In its first public action since it was created, the Affordable Homeowners Insurance Commission voted in support of proposals to create catastrophe savings accounts that would allow homeowners to set aside funds free from state tax to pay for costs from a major storm, including insurance deductibles and other uninsured repairs. The commission also endorsed requiring insurers to extend mitigation discounts currently offered in coastal Mobile and Baldwin counties statewide, and to allow captive insurers to sell auto insurance and receive private investment capital.
The commission also voted that $100 million of the financial penalties paid to the state from the 2010 BP oil spill should be devoted to homeowners’ storm mitigation grants, while The News reported that insurance industry and consumer advocates appear to have come to a compromise on a separate bill – one of several the commission will consider endorsing at a meeting next month – to require insurers detail in a publicly accessible database how much each covered peril, such wind or fire, contributed to their losses.
Under the compromise, insurers would have to detail how much each type of coverage, such as wind or fire, contributed to their losses, but they would not have to provide such detailed information for their premium charges and could merely show their total premiums for all types of coverage.
The (Athens, Ala.) News-Courier reported that a spokesman for the state’s second largest insurer and largest domestic company, Alfa Insurance, supports catastrophe savings accounts, as well as strengthening building codes, which has not yet received the commission’s endorsement. The company otherwise endorsed approaches to encourage competition in the state:
“The more carriers we have that will write in that region and take the risk, the better it should end up for homeowners,” (Alfa Communications Director Jeff) Helms said. “We believe that’s the best approach and could drive down the cost.”

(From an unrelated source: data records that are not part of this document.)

//! Output records.
//!
//! Every leaf is an `Option` serialized as `null` when unknown; no field is
//! ever skipped, so the key set of a serialized record never changes.

use chrono::NaiveDate;
use rust_decimal::Decimal;
use serde::{Deserialize, Serialize};

/// A tax invoice.
#[derive(Debug, Clone, Default, PartialEq, Serialize, Deserialize)]
pub struct InvoiceRecord {
    /// Document identity.
    pub invoice_information: InvoiceInformation,

    /// Issuer of the invoice.
    pub seller_details: SellerDetails,

    /// Recipient of the invoice.
    pub buyer_details: BuyerDetails,

    /// Totals and tax breakdown.
    pub financial_summary: FinancialSummary,
}

/// Invoice type, number and date.
#[derive(Debug, Clone, Default, PartialEq, Serialize, Deserialize)]
pub struct InvoiceInformation {
    /// Document title, e.g. "Tax Invoice".
    pub invoice_type: Option<String>,

    /// Invoice reference number.
    pub invoice_number: Option<String>,

    /// Issue date.
    pub invoice_date: Option<NaiveDate>,
}

#[derive(Debug, Clone, Default, PartialEq, Serialize, Deserialize)]
pub struct SellerDetails {
    pub seller_name: Option<String>,
    pub seller_state: Option<String>,
    /// GST registration id.
    pub seller_gstin: Option<String>,
}

#[derive(Debug, Clone, Default, PartialEq, Serialize, Deserialize)]
pub struct BuyerDetails {
    pub buyer_name: Option<String>,
    pub buyer_state: Option<String>,
    /// GST registration id.
    pub buyer_gstin: Option<String>,
}

/// Invoice totals. Amounts are written as JSON numbers.
#[derive(Debug, Clone, Default, PartialEq, Serialize, Deserialize)]
pub struct FinancialSummary {
    /// Final amount minus total tax.
    #[serde(with = "rust_decimal::serde::float_option")]
    pub taxable_amount: Option<Decimal>,

    /// Central share of the tax.
    #[serde(with = "rust_decimal::serde::float_option")]
    pub cgst_amount: Option<Decimal>,

    /// State share of the tax.
    #[serde(with = "rust_decimal::serde::float_option")]
    pub sgst_amount: Option<Decimal>,

    /// Sum of both tax shares.
    #[serde(with = "rust_decimal::serde::float_option")]
    pub total_tax: Option<Decimal>,

    /// Amount payable.
    #[serde(with = "rust_decimal::serde::float_option")]
    pub final_payable_amount: Option<Decimal>,

    /// ISO currency code.
    pub currency: Option<String>,

    /// Quantity printed on the total line.
    #[serde(with = "rust_decimal::serde::float_option")]
    pub total_quantity: Option<Decimal>,
}

/// A simple retail bill.
#[derive(Debug, Clone, Default, PartialEq, Serialize, Deserialize)]
pub struct BillRecord {
    pub shop_name: Option<String>,
    pub bill_number: Option<String>,
    pub items: Vec<BillItem>,
    pub total_amount: Option<u64>,
    pub currency: Option<String>,
}

/// One priced line of a bill.
#[derive(Debug, Clone, PartialEq, Eq, Serialize, Deserialize)]
pub struct BillItem {
    /// Item description.
    pub item: String,
    /// Price in whole currency units.
    pub price: u32,
}

impl BillItem {
    pub fn new(item: impl Into<String>, price: u32) -> Self {
        Self {
            item: item.into(),
            price,
        }
    }
}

One possible approach to achieve that end could be a bill we’ve reported on previously here at OOTS, which would offer incentives to insurers who agree to take policies out of the state wind pool. The Alabama Insurance Underwriters Association saw a sharp increase in participation in 2011, with its policies in-force growing to 23,892 and its total insured value up to $4.14 billion.
The commission’s final recommendations are expected shortly after the June start to the annual hurricane season, and Gov. Bentley could call a special session in late summer or early fall to consider insurance reform issues.